Task description:
Would you output each record exactly as it stands?

Material shown:
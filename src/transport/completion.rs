//! Completion-driven transit on the tokio runtime.
//!
//! One read is always armed. Writes are chained: the first send spawns a
//! write task, later sends queue behind it and the task drains the queue as
//! each write completes, so at most one write is outstanding per socket.

use super::{lock, SendStatus, Transit, TransitCore, TransitSink};
use crate::config::{TransitKind, IDLE_TICK};
use crate::core::cursor::Frame;
use crate::error::{constants, ProtocolError, Result};
use crate::utils::buffer_pool::{Lease, PoolClass};
use std::collections::VecDeque;
use std::net::TcpStream as StdTcpStream;
use std::sync::{Arc, Mutex, Weak};
use tokio::io::{AsyncReadExt, AsyncWriteExt};
use tokio::net::tcp::{OwnedReadHalf, OwnedWriteHalf};
use tokio::net::TcpStream;
use tokio::runtime::Handle;
use tokio::sync::{watch, Mutex as AsyncMutex};
use tokio::time::MissedTickBehavior;
use tracing::{debug, trace, warn};

#[derive(Default)]
struct WriteQueue {
    in_flight: bool,
    queue: VecDeque<Lease>,
}

struct CompletionIo {
    reader: Option<OwnedReadHalf>,
    writer: Arc<AsyncMutex<OwnedWriteHalf>>,
    shutdown: watch::Sender<bool>,
    handle: Handle,
}

pub struct CompletionTransit {
    core: Arc<TransitCore>,
    io: Mutex<Option<CompletionIo>>,
    writes: Arc<Mutex<WriteQueue>>,
}

impl CompletionTransit {
    pub fn new(core: Arc<TransitCore>) -> Self {
        Self {
            core,
            io: Mutex::new(None),
            writes: Arc::new(Mutex::new(WriteQueue::default())),
        }
    }
}

async fn read_loop(core: Arc<TransitCore>, mut reader: OwnedReadHalf, mut shutdown: watch::Receiver<bool>) {
    let mut lease = core.pool().acquire(PoolClass::Read);
    let mut idle = tokio::time::interval(IDLE_TICK);
    idle.set_missed_tick_behavior(MissedTickBehavior::Delay);

    loop {
        let read = tokio::select! {
            _ = shutdown.changed() => break,
            _ = idle.tick() => {
                core.idle();
                continue;
            }
            read = reader.read(lease.prepare_read()) => read,
        };

        match read {
            Ok(0) => {
                core.fault(constants::ERR_CONNECTION_CLOSED);
                break;
            }
            Ok(n) => {
                trace!(conn_id = core.conn_id(), bytes = n, "Read completed");
                if let Err(e) = core.deliver(&mut lease, n) {
                    core.fault(format!("protocol fault: {e}"));
                    break;
                }
            }
            Err(e) => {
                core.fault(format!("socket read failed: {e}"));
                break;
            }
        }
    }
    debug!(conn_id = core.conn_id(), "Read loop finished");
}

async fn write_chain(
    core: Arc<TransitCore>,
    writer: Arc<AsyncMutex<OwnedWriteHalf>>,
    writes: Arc<Mutex<WriteQueue>>,
    mut lease: Lease,
) {
    loop {
        let result = {
            let mut writer = writer.lock().await;
            writer.write_all(lease.buffer()).await
        };

        if let Err(e) = result {
            if let Ok(mut writes) = writes.lock() {
                writes.in_flight = false;
                writes.queue.clear();
            }
            core.fault(format!("socket write failed: {e}"));
            return;
        }
        core.report_sent(lease.buffer().len(), false);

        let next = match writes.lock() {
            Ok(mut writes) => match writes.queue.pop_front() {
                Some(next) => next,
                None => {
                    writes.in_flight = false;
                    return;
                }
            },
            Err(_) => return,
        };
        lease = next;
    }
}

impl Transit for CompletionTransit {
    fn kind(&self) -> TransitKind {
        TransitKind::Completion
    }

    fn core(&self) -> &TransitCore {
        &self.core
    }

    fn attach(&self, stream: StdTcpStream, sink: Weak<dyn TransitSink>) -> Result<()> {
        let handle = Handle::try_current()
            .map_err(|_| ProtocolError::Custom("completion transit requires a tokio runtime".into()))?;

        stream.set_nonblocking(true)?;
        let stream = {
            let _guard = handle.enter();
            TcpStream::from_std(stream)?
        };
        let (reader, writer) = stream.into_split();
        let (shutdown, _) = watch::channel(false);

        self.core.set_sink(sink);
        *lock(&self.io)? = Some(CompletionIo {
            reader: Some(reader),
            writer: Arc::new(AsyncMutex::new(writer)),
            shutdown,
            handle,
        });
        Ok(())
    }

    fn listen_for_data(&self) -> Result<()> {
        let mut io = lock(&self.io)?;
        let io = io
            .as_mut()
            .ok_or_else(|| ProtocolError::Custom(constants::ERR_NOT_ATTACHED.into()))?;

        let Some(reader) = io.reader.take() else {
            return Ok(());
        };
        io.handle
            .spawn(read_loop(Arc::clone(&self.core), reader, io.shutdown.subscribe()));
        Ok(())
    }

    fn send_tcp(&self, frame: Frame) -> SendStatus {
        let lease = match self.core.encode(&frame) {
            Ok(lease) => lease,
            Err(e) => {
                warn!(conn_id = self.core.conn_id(), error = %e, "Failed to encode frame");
                return SendStatus::Dropped;
            }
        };

        let (writer, handle) = match lock(&self.io) {
            Ok(io) => match io.as_ref() {
                Some(io) => (Arc::clone(&io.writer), io.handle.clone()),
                None => return SendStatus::Dropped,
            },
            Err(_) => return SendStatus::Dropped,
        };

        let Ok(mut writes) = lock(&self.writes) else {
            return SendStatus::Dropped;
        };
        if writes.in_flight {
            writes.queue.push_back(lease);
            return SendStatus::Queued;
        }
        writes.in_flight = true;
        drop(writes);

        handle.spawn(write_chain(
            Arc::clone(&self.core),
            writer,
            Arc::clone(&self.writes),
            lease,
        ));
        SendStatus::Sent
    }

    fn has_queued_packets(&self) -> bool {
        lock(&self.writes)
            .map(|writes| writes.in_flight || !writes.queue.is_empty())
            .unwrap_or(false)
    }

    fn detach(&self) {
        let io = lock(&self.io).ok().and_then(|mut io| io.take());
        if let Some(io) = io {
            io.shutdown.send_replace(true);
            let writer = io.writer;
            io.handle.spawn(async move {
                let _ = writer.lock().await.shutdown().await;
            });
            debug!(conn_id = self.core.conn_id(), "Completion transit detached");
        }

        if let Ok(mut writes) = self.writes.lock() {
            writes.queue.clear();
        }
        self.core.detach();
    }
}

Expected output:
filename src/transport/completion.rs
//! Completion-driven transit on the tokio runtime.
//!
//! One read is always armed. Writes are chained: the first send spawns a
//! write task, later sends queue behind it and the task drains the queue as
//! each write completes, so at most one write is outstanding per socket.

use super::{lock, SendStatus, Transit, TransitCore, TransitSink};
use crate::config::{TransitKind, IDLE_TICK};
use crate::core::cursor::Frame;
use crate::error::{constants, ProtocolError, Result};
use crate::utils::buffer_pool::{Lease, PoolClass};
use std::collections::VecDeque;
use std::net::TcpStream as StdTcpStream;
use std::sync::{Arc, Mutex, Weak};
use tokio::io::{AsyncReadExt, AsyncWriteExt};
use tokio::net::tcp::{OwnedReadHalf, OwnedWriteHalf};
use tokio::net::TcpStream;
use tokio::runtime::Handle;
use tokio::sync::{watch, Mutex as AsyncMutex};
use tokio::time::MissedTickBehavior;
use tracing::{debug, trace, warn};

#[derive(Default)]
struct WriteQueue {
    in_flight: bool,
    queue: VecDeque<Lease>,
}

struct CompletionIo {
    reader: Option<OwnedReadHalf>,
    writer: Arc<AsyncMutex<OwnedWriteHalf>>,
    shutdown: watch::Sender<bool>,
    handle: Handle,
}

pub struct CompletionTransit {
    core: Arc<TransitCore>,
    io: Mutex<Option<CompletionIo>>,
    writes: Arc<Mutex<WriteQueue>>,
}

impl CompletionTransit {
    pub fn new(core: Arc<TransitCore>) -> Self {
        Self {
            core,
            io: Mutex::new(None),
            writes: Arc::new(Mutex::new(WriteQueue::default())),
        }
    }
}

async fn read_loop(core: Arc<TransitCore>, mut reader: OwnedReadHalf, mut shutdown: watch::Receiver<bool>) {
    let mut lease = core.pool().acquire(PoolClass::Read);
    let mut idle = tokio::time::interval(IDLE_TICK);
    idle.set_missed_tick_behavior(MissedTickBehavior::Delay);

    loop {
        let read = tokio::select! {
            _ = shutdown.changed() => break,
            _ = idle.tick() => {
                core.idle();
                continue;
            }
            read = reader.read(lease.prepare_read()) => read,
        };

        match read {
            Ok(0) => {
                core.fault(constants::ERR_CONNECTION_CLOSED);
                break;
            }
            Ok(n) => {
                trace!(conn_id = core.conn_id(), bytes = n, "Read completed");
                if let Err(e) = core.deliver(&mut lease, n) {
                    core.fault(format!("protocol fault: {e}"));
                    break;
                }
            }
            Err(e) => {
                core.fault(format!("socket read failed: {e}"));
                break;
            }
        }
    }
    debug!(conn_id = core.conn_id(), "Read loop finished");
}

async fn write_chain(
    core: Arc<TransitCore>,
    writer: Arc<AsyncMutex<OwnedWriteHalf>>,
    writes: Arc<Mutex<WriteQueue>>,
    mut lease: Lease,
) {
    loop {
        let result = {
            let mut writer = writer.lock().await;
            writer.write_all(lease.buffer()).await
        };

        if let Err(e) = result {
            if let Ok(mut writes) = writes.lock() {
                writes.in_flight = false;
                writes.queue.clear();
            }
            core.fault(format!("socket write failed: {e}"));
            return;
        }
        core.report_sent(lease.buffer().len(), false);

        let next = match writes.lock() {
            Ok(mut writes) => match writes.queue.pop_front() {
                Some(next) => next,
                None => {
                    writes.in_flight = false;
                    return;
                }
            },
            Err(_) => return,
        };
        lease = next;
    }
}

impl Transit for CompletionTransit {
    fn kind(&self) -> TransitKind {
        TransitKind::Completion
    }

    fn core(&self) -> &TransitCore {
        &self.core
    }

    fn attach(&self, stream: StdTcpStream, sink: Weak<dyn TransitSink>) -> Result<()> {
        let handle = Handle::try_current()
            .map_err(|_| ProtocolError::Custom("completion transit requires a tokio runtime".into()))?;

        stream.set_nonblocking(true)?;
        let stream = {
            let _guard = handle.enter();
            TcpStream::from_std(stream)?
        };
        let (reader, writer) = stream.into_split();
        let (shutdown, _) = watch::channel(false);

        self.core.set_sink(sink);
        *lock(&self.io)? = Some(CompletionIo {
            reader: Some(reader),
            writer: Arc::new(AsyncMutex::new(writer)),
            shutdown,
            handle,
        });
        Ok(())
    }

    fn listen_for_data(&self) -> Result<()> {
        let mut io = lock(&self.io)?;
        let io = io
            .as_mut()
            .ok_or_else(|| ProtocolError::Custom(constants::ERR_NOT_ATTACHED.into()))?;

        let Some(reader) = io.reader.take() else {
            return Ok(());
        };
        io.handle
            .spawn(read_loop(Arc::clone(&self.core), reader, io.shutdown.subscribe()));
        Ok(())
    }

    fn send_tcp(&self, frame: Frame) -> SendStatus {
        let lease = match self.core.encode(&frame) {
            Ok(lease) => lease,
            Err(e) => {
                warn!(conn_id = self.core.conn_id(), error = %e, "Failed to encode frame");
                return SendStatus::Dropped;
            }
        };

        let (writer, handle) = match lock(&self.io) {
            Ok(io) => match io.as_ref() {
                Some(io) => (Arc::clone(&io.writer), io.handle.clone()),
                None => return SendStatus::Dropped,
            },
            Err(_) => return SendStatus::Dropped,
        };

        let Ok(mut writes) = lock(&self.writes) else {
            return SendStatus::Dropped;
        };
        if writes.in_flight {
            writes.queue.push_back(lease);
            return SendStatus::Queued;
        }
        writes.in_flight = true;
        drop(writes);

        handle.spawn(write_chain(
            Arc::clone(&self.core),
            writer,
            Arc::clone(&self.writes),
            lease,
        ));
        SendStatus::Sent
    }

    fn has_queued_packets(&self) -> bool {
        lock(&self.writes)
            .map(|writes| writes.in_flight || !writes.queue.is_empty())
            .unwrap_or(false)
    }

    fn detach(&self) {
        let io = lock(&self.io).ok().and_then(|mut io| io.take());
        if let Some(io) = io {
            io.shutdown.send_replace(true);
            let writer = io.writer;
            io.handle.spawn(async move {
                let _ = writer.lock().await.shutdown().await;
            });
            debug!(conn_id = self.core.conn_id(), "Completion transit detached");
        }

        if let Ok(mut writes) = self.writes.lock() {
            writes.queue.clear();
        }
        self.core.detach();
    }
}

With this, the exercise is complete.